In March, I became the director of the FDA’s Center for Tobacco Products (CTP), after spending more than three decades working on FDA-related issues, including a seven-year stint at FDA from 1993-2000. From 1997-2000 I was the first director of the agency’s office of tobacco programs. Since I returned FDA, CTP has made significant progress on many fronts. I look forward to discussing my strategic goals and priorities for the future blog post, but today I want to share some information about priority-review decisions regarding tobacco products.
Today, for the first time since received FDA authority to regulate tobacco products identified, the agency authorized the marketing of two new tobacco products through substantial equivalence (SE) pathway, while denying the marketing of the four other new products.
These actions are unprecedented and mark the beginning of other upcoming decisions related to the marketing of new tobacco products. Substantial equivalence is one way manufacturers can use to market new tobacco product. To do this, the manufacturer must prove that their product has the same characteristics as the actual formerly marketed tobacco products, which we call the predicate product, or if the new product has different characteristics that it does not raise different questions of public health.
SE representations require careful study. FDA is responsible for protecting public health, and to do that, we are working to ensure that any new tobacco product brought to market by the way does not introduce more harm to public health than the actual product predicate specified by the manufacturer.
Today’s SE orders allow the marketing of two new Lorillard Tobacco Company Tobacco Newport Non-Menthol gold box 100s and Newport Non-Menthol gold box. The agency has found these two products are substantially equivalent to the predicate products based on materials of the company and other readily available science and information to demonstrate that each product will not pose more harm to public health than the predicate.
It is important to emphasize that the decision does not in itself mean that the Agency considers the product to be safe, and its not-FDA approved. SE decision only means that the new product does not cause various public health issues, compared to the predicate product.

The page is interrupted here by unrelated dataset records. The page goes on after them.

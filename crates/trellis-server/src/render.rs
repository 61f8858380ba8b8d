//! Renderer seam between the pipeline and the UI layer.

use std::sync::Arc;

use futures::stream;
use trellis_data::LoadResult;
use trellis_executor::{ComponentProps, PageModule, RenderError};
use trellis_streaming::{byte_stream, ByteStream, StreamError};

use crate::context::RouterContext;

/// Produces the page body as a lazy sequence of HTML chunks.
///
/// `modules` is index-aligned with `context.segments`.
pub trait Renderer: Send + Sync {
    fn render(&self, context: Arc<RouterContext>, modules: Vec<Arc<PageModule>>) -> ByteStream;
}

/// Renders the chain innermost first, each level wrapping the next one's
/// output. A level without a component passes its children through.
pub fn render_tree(context: &RouterContext, modules: &[Arc<PageModule>]) -> Result<String, RenderError> {
    let empty = LoadResult::empty();
    let mut children: Option<String> = None;

    for (index, module) in modules.iter().enumerate().rev() {
        let Some(component) = module.component() else {
            continue;
        };
        let segment = context.segments.get(index);
        let route_id = segment.map(|s| s.route_id.as_str()).unwrap_or_default();
        let props = ComponentProps {
            route_id,
            params: segment.map(|s| &s.params).unwrap_or(&context.params),
            data: context.data.get(index).unwrap_or(&empty),
            children: children.as_deref(),
        };
        children = Some(component.render(props)?);
    }

    Ok(children.unwrap_or_default())
}

/// [`Renderer`] over page module components.
///
/// The tree is rendered when the body is first polled and yielded as a
/// single chunk.
#[derive(Debug, Clone, Copy, Default)]
pub struct ComponentRenderer;

impl Renderer for ComponentRenderer {
    fn render(&self, context: Arc<RouterContext>, modules: Vec<Arc<PageModule>>) -> ByteStream {
        byte_stream(stream::once(async move {
            render_tree(&context, &modules)
                .map(String::into_bytes)
                .map_err(|e| StreamError::render(e.to_wire()))
        }))
    }
}

#[cfg(test)]
mod tests {
    use serde_json::json;
    use trellis_data::LoaderResultSet;
    use trellis_executor::component_fn;
    use trellis_router::RouteTable;

    use super::*;

    fn layout() -> PageModule {
        PageModule::new().with_component(component_fn(|props: ComponentProps<'_>| {
            Ok(format!("<main>{}</main>", props.children.unwrap_or_default()))
        }))
    }

    fn page() -> PageModule {
        PageModule::new().with_component(component_fn(|props: ComponentProps<'_>| {
            let id = props.data.props_value().and_then(|v| v["id"].as_str()).unwrap_or("?");
            Ok(format!("<h1>{}</h1>", id))
        }))
    }

    fn context() -> RouterContext {
        let table = RouteTable::from_files(["index.rs", "users/[id].rs"]).unwrap();
        let chain = table.match_path("/users/42");
        let data = LoaderResultSet::new(vec![
            LoadResult::empty(),
            LoadResult::props(json!({ "id": "42" })),
        ]);
        RouterContext::new("/users/42", "", &chain, data)
    }

    #[test]
    fn test_nested_render() {
        let html = render_tree(&context(), &[Arc::new(layout()), Arc::new(page())]).unwrap();
        assert_eq!(html, "<main><h1>42</h1></main>");
    }

    #[test]
    fn test_levels_without_component_pass_through() {
        let html = render_tree(&context(), &[Arc::new(PageModule::new()), Arc::new(page())]).unwrap();
        assert_eq!(html, "<h1>42</h1>");
    }

    #[test]
    fn test_render_error() {
        let broken = PageModule::new().with_component(component_fn(|_| {
            Err(RenderError::new("Broken", "nope"))
        }));
        let err = render_tree(&context(), &[Arc::new(layout()), Arc::new(broken)]).unwrap_err();
        assert_eq!(err.component, "Broken");
    }
}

The FDA has also released the first non-equivalent, or NSE, orders denying marketing of four new tobacco products after discovering that the products have different characteristics from their products predicate and that the applicant does not fully show that the new products did not raise different questions of public health.

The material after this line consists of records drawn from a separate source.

impl SwrStore {
    pub fn new(fetcher: Arc<dyn Fetch>, options: SwrOptions) -> Self {
        Self {
            inner: Arc::new(Inner {
                fetcher,
                options,
                slots: Mutex::new(HashMap::new()),
            }),
        }
    }

    pub fn options(&self) -> &SwrOptions {
        &self.inner.options
    }

    /// Current state, with age applied to fresh entries.
    pub fn state(&self, key: &CacheKey) -> CacheState {
        let slots = self.inner.slots();
        let Some(slot) = slots.get(key) else {
            return CacheState::Absent;
        };
        let state = slot.state.borrow().clone();
        match state {
            CacheState::Fresh(entry)
                if self.inner.freshness(&entry, slot.invalidated) != Freshness::Fresh =>
            {
                CacheState::Stale(entry)
            }
            other => other,
        }
    }

    /// Read a value, fetching or revalidating as its age requires.
    ///
    /// Stale values return immediately while a background fetch refreshes
    /// them.
    pub async fn get(&self, key: &CacheKey) -> Result<Arc<LoadResult>, CacheError> {
        match self.inner.plan(key) {
            Plan::Ready(value) => Ok(value),
            Plan::Wait(fetch) => fetch.await,
        }
    }

    /// Watch a key's state, starting a load if it needs one.
    pub fn subscribe(&self, key: &CacheKey) -> watch::Receiver<CacheState> {
        let receiver = self.inner.slots().entry(key.clone()).or_insert_with(Slot::new).state.subscribe();
        let _ = self.inner.plan(key);
        receiver
    }

    /// Fetch now regardless of age. Joins a fetch already in flight.
    pub async fn revalidate(&self, key: &CacheKey) -> Result<Arc<LoadResult>, CacheError> {
        let fetch = {
            let mut slots = self.inner.slots();
            let slot = slots.entry(key.clone()).or_insert_with(Slot::new);
            self.inner.start(key, slot)
        };
        fetch.await
    }

    /// Seed a key with a value already in hand, e.g. data embedded in the page.
    pub fn prime(&self, key: &CacheKey, value: LoadResult) {
        let mut slots = self.inner.slots();
        let slot = slots.entry(key.clone()).or_insert_with(Slot::new);
        slot.invalidated = false;
        slot.state.send_replace(CacheState::Fresh(Entry {
            value: Arc::new(value),
            fetched_at: Instant::now(),
        }));
    }

    /// Mark a key stale. Subscribed keys revalidate at once; others on next read.
    pub fn invalidate(&self, key: &CacheKey) {
        let mut slots = self.inner.slots();
        let Some(slot) = slots.get_mut(key) else {
            return;
        };
        slot.invalidated = true;
        if slot.state.receiver_count() > 0 {
            let _ = self.inner.start(key, slot);
        }
    }

    /// React to focus or connectivity changes. Returns how many keys
    /// started revalidating.
    pub fn handle_event(&self, event: RevalidateEvent) -> usize {
        let enabled = match event {
            RevalidateEvent::Focus => self.inner.options.revalidate_on_focus,
            RevalidateEvent::Online => self.inner.options.revalidate_on_network,
        };
        if !enabled {
            return 0;
        }

        let mut slots = self.inner.slots();
        let mut started = 0;
        for (key, slot) in slots.iter_mut() {
            if slot.state.receiver_count() == 0 || slot.in_flight.is_some() {
                continue;
            }
            let _ = self.inner.start(key, slot);
            started += 1;
        }
        tracing::debug!(?event, keys = started, "revalidating on event");
        started
    }

    /// Number of keys the store knows about.
    pub fn len(&self) -> usize {
        self.inner.slots().len()
    }

    pub fn is_empty(&self) -> bool {
        self.inner.slots().is_empty()
    }
}

impl std::fmt::Debug for SwrStore {
    fn fmt(&self, f: &mut std::fmt::Formatter<'_>) -> std::fmt::Result {
        f.debug_struct("SwrStore")
            .field("options", &self.inner.options)
            .field("keys", &self.len())
            .finish()
    }
}

impl Inner {
    fn slots(&self) -> MutexGuard<'_, HashMap<CacheKey, Slot>> {
        self.slots.lock().unwrap_or_else(PoisonError::into_inner)
    }

    fn freshness(&self, entry: &Entry, invalidated: bool) -> Freshness {
        let age = entry.fetched_at.elapsed();
        if age > self.options.fresh_age + self.options.stale_age {
            Freshness::Expired
        } else if invalidated || age > self.options.fresh_age {
            Freshness::Stale
        } else {
            Freshness::Fresh
        }
    }

    fn plan(self: &Arc<Self>, key: &CacheKey) -> Plan {
        let mut slots = self.slots();
        let slot = slots.entry(key.clone()).or_insert_with(Slot::new);
        let state = slot.state.borrow().clone();

        match state {
            CacheState::Fresh(entry) | CacheState::Stale(entry) => {
                match self.freshness(&entry, slot.invalidated) {
                    Freshness::Fresh => Plan::Ready(entry.value),
                    Freshness::Stale => {
                        slot.state.send_replace(CacheState::Stale(entry.clone()));
                        let _ = self.start(key, slot);
                        Plan::Ready(entry.value)
                    }
                    Freshness::Expired => {
                        slot.state.send_replace(CacheState::Absent);
                        Plan::Wait(self.start(key, slot))
                    }
                }
            }
            CacheState::Revalidating(entry) => Plan::Ready(entry.value),
            CacheState::Absent | CacheState::Loading | CacheState::Failed { .. } => {
                Plan::Wait(self.start(key, slot))
            }
        }
    }

    /// Start a fetch for `key` unless one is already running.
    fn start(self: &Arc<Self>, key: &CacheKey, slot: &mut Slot) -> SharedFetch {
        if let Some(fetch) = &slot.in_flight {
            return fetch.clone();
        }

        let next = match slot.state.borrow().entry() {
            Some(entry) => CacheState::Revalidating(entry.clone()),
            None => CacheState::Loading,
        };
        slot.state.send_replace(next);

        let inner = Arc::clone(self);
        let owned_key = key.clone();
        let fetch = async move { inner.run(owned_key).await }.boxed().shared();
        slot.in_flight = Some(fetch.clone());

        // Driven in the background so subscribers see progress without awaiting.
        tokio::spawn(fetch.clone());
        fetch
    }

    async fn run(self: Arc<Self>, key: CacheKey) -> FetchResult {
        let retry = &self.options.retry;
        let mut attempt = 0;

        let result = loop {
            match self.fetcher.fetch(&key).await {
                Ok(value) => break Ok(Arc::new(value)),
                Err(error) if retry.should_retry(&error, attempt) => {
                    tracing::debug!(%key, attempt, error = %error, "retrying data fetch");
                    tokio::time::sleep(retry.delay(attempt)).await;
                    attempt += 1;
                }
                Err(error) => break Err(error),
            }
        };

        self.settle(&key, &result);
        result
    }

    fn settle(&self, key: &CacheKey, result: &FetchResult) {
        let mut slots = self.slots();
        let Some(slot) = slots.get_mut(key) else {
            return;
        };
        slot.in_flight = None;

        let next = match result {
            Ok(value) => {
                slot.invalidated = false;
                CacheState::Fresh(Entry {
                    value: Arc::clone(value),
                    fetched_at: Instant::now(),
                })
            }
            Err(error) => {
                tracing::warn!(%key, error = %error, "data fetch failed");
                CacheState::Failed {
                    error: error.clone(),
                    previous: slot.state.borrow().entry().cloned(),
                }
            }
        };
        slot.state.send_replace(next);
    }
}

#[cfg(test)]
mod tests {
    use std::sync::atomic::{AtomicUsize, Ordering};
    use std::time::Duration;

    use async_trait::async_trait;
    use serde_json::json;

    use super::*;
    use crate::retry::BackoffStrategy;

    /// Returns `{"n": call}`; fails the first `fail_first` calls.
    struct Counting {
        calls: AtomicUsize,
        fail_first: usize,
    }

    impl Counting {
        fn new(fail_first: usize) -> Arc<Self> {
            Arc::new(Self {
                calls: AtomicUsize::new(0),
                fail_first,
            })
        }

        fn calls(&self) -> usize {
            self.calls.load(Ordering::SeqCst)
        }
    }

    #[async_trait]
    impl Fetch for Counting {
        async fn fetch(&self, _key: &CacheKey) -> Result<LoadResult, CacheError> {
            let n = self.calls.fetch_add(1, Ordering::SeqCst) + 1;
            tokio::time::sleep(Duration::from_millis(10)).await;
            if n <= self.fail_first {
                Err(CacheError::transport("offline"))
            } else {
                Ok(LoadResult::props(json!({ "n": n })))
            }
        }
    }

    fn store(fetcher: &Arc<Counting>) -> SwrStore {
        let options = SwrOptions::default().with_backoff(BackoffStrategy::Fixed(Duration::from_millis(5)));
        SwrStore::new(fetcher.clone(), options)
    }

    fn n(value: &LoadResult) -> u64 {
        value.props_value().and_then(|v| v["n"].as_u64()).unwrap()
    }

    fn key() -> CacheKey {
        CacheKey::new("/users/42", "")
    }

    #[tokio::test(start_paused = true)]
    async fn test_concurrent_reads_share_one_fetch() {
        let fetcher = Counting::new(0);
        let store = store(&fetcher);

        let (key_a, key_b) = (key(), key());
        let (a, b) = tokio::join!(store.get(&key_a), store.get(&key_b));

        assert_eq!(fetcher.calls(), 1);
        assert_eq!(a.unwrap(), b.unwrap());
    }

    #[tokio::test(start_paused = true)]
    async fn test_fresh_value_is_not_refetched() {
        let fetcher = Counting::new(0);
        let store = store(&fetcher);

        store.get(&key()).await.unwrap();
        let again = store.get(&key()).await.unwrap();

        assert_eq!(n(&again), 1);
        assert_eq!(fetcher.calls(), 1);
        assert!(matches!(store.state(&key()), CacheState::Fresh(_)));
    }

    #[tokio::test(start_paused = true)]
    async fn test_stale_value_served_while_revalidating() {
        let fetcher = Counting::new(0);
        let store = store(&fetcher);

        store.get(&key()).await.unwrap();
        tokio::time::advance(Duration::from_secs(3)).await;
        assert!(matches!(store.state(&key()), CacheState::Stale(_)));

        let served = store.get(&key()).await.unwrap();
        assert_eq!(n(&served), 1);
        assert!(matches!(store.state(&key()), CacheState::Revalidating(_)));

        tokio::time::sleep(Duration::from_millis(50)).await;
        assert_eq!(fetcher.calls(), 2);
        let state = store.state(&key());
        assert_eq!(state.entry().map(|e| n(&e.value)), Some(2));
    }

    #[tokio::test(start_paused = true)]
    async fn test_expired_value_is_refetched_before_returning() {
        let fetcher = Counting::new(0);
        let store = store(&fetcher);

        store.get(&key()).await.unwrap();
        tokio::time::advance(Duration::from_secs(60)).await;

        let value = store.get(&key()).await.unwrap();
        assert_eq!(n(&value), 2);
    }

    #[tokio::test(start_paused = true)]
    async fn test_one_retry_then_success() {
        let fetcher = Counting::new(1);
        let store = store(&fetcher);

        let value = store.get(&key()).await.unwrap();
        assert_eq!(n(&value), 2);
        assert_eq!(fetcher.calls(), 2);
    }

    #[tokio::test(start_paused = true)]
    async fn test_error_surfaces_after_one_retry() {
        let fetcher = Counting::new(usize::MAX);
        let store = store(&fetcher);

        let err = store.get(&key()).await.unwrap_err();
        assert_eq!(err, CacheError::transport("offline"));
        assert_eq!(fetcher.calls(), 2);
        assert!(matches!(store.state(&key()), CacheState::Failed { previous: None, .. }));
    }

    #[tokio::test(start_paused = true)]
    async fn test_subscribers_see_transitions() {
        let fetcher = Counting::new(0);
        let store = store(&fetcher);

        let mut rx = store.subscribe(&key());
        assert!(rx.borrow().is_in_flight());

        let state = rx
            .wait_for(|s| matches!(s, CacheState::Fresh(_)))
            .await
            .unwrap()
            .clone();
        assert_eq!(state.resource().value().map(n), Some(1));
    }

    #[tokio::test(start_paused = true)]
    async fn test_prime_skips_fetch() {
        let fetcher = Counting::new(0);
        let store = store(&fetcher);

        store.prime(&key(), LoadResult::props(json!({ "n": 7 })));
        let value = store.get(&key()).await.unwrap();

        assert_eq!(n(&value), 7);
        assert_eq!(fetcher.calls(), 0);
    }

    #[tokio::test(start_paused = true)]
    async fn test_focus_revalidates_subscribed_keys() {
        let fetcher = Counting::new(0);
        let store = store(&fetcher);

        store.prime(&key(), LoadResult::props(json!({ "n": 0 })));
        store.prime(&CacheKey::new("/unwatched", ""), LoadResult::empty());
        let _rx = store.subscribe(&key());

        assert_eq!(store.handle_event(RevalidateEvent::Focus), 1);
        tokio::time::sleep(Duration::from_millis(50)).await;
        assert_eq!(fetcher.calls(), 1);
    }

    #[tokio::test(start_paused = true)]
    async fn test_disabled_triggers_do_nothing() {
        let fetcher = Counting::new(0);
        let options = SwrOptions::default()
            .with_revalidate_on_focus(false)
            .with_revalidate_on_network(false);
        let store = SwrStore::new(fetcher.clone(), options);

        store.prime(&key(), LoadResult::empty());
        let _rx = store.subscribe(&key());

        assert_eq!(store.handle_event(RevalidateEvent::Focus), 0);
        assert_eq!(store.handle_event(RevalidateEvent::Online), 0);
    }

    #[tokio::test(start_paused = true)]
    async fn test_invalidate_forces_revalidation() {
        let fetcher = Counting::new(0);
        let store = store(&fetcher);

        store.prime(&key(), LoadResult::props(json!({ "n": 0 })));
        store.invalidate(&key());

        let served = store.get(&key()).await.unwrap();
        assert_eq!(n(&served), 0);
        tokio::time::sleep(Duration::from_millis(50)).await;
        assert_eq!(fetcher.calls(), 1);
    }
}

FDA had been working diligently to address all the pending SE submissions. We know it took some time, but expect that the process will move more quickly in the future all the participants get more experience. FDA proposed to feedback from the industry about the requirements for substantial equivalence, and will continue to provide such feedback. We also created a new Web page that tracks SE decision on the date and provides general information on how the FDA to market new tobacco products. Our goal is to work through the remaining SE submissions in a consistent, transparent and predictable manner.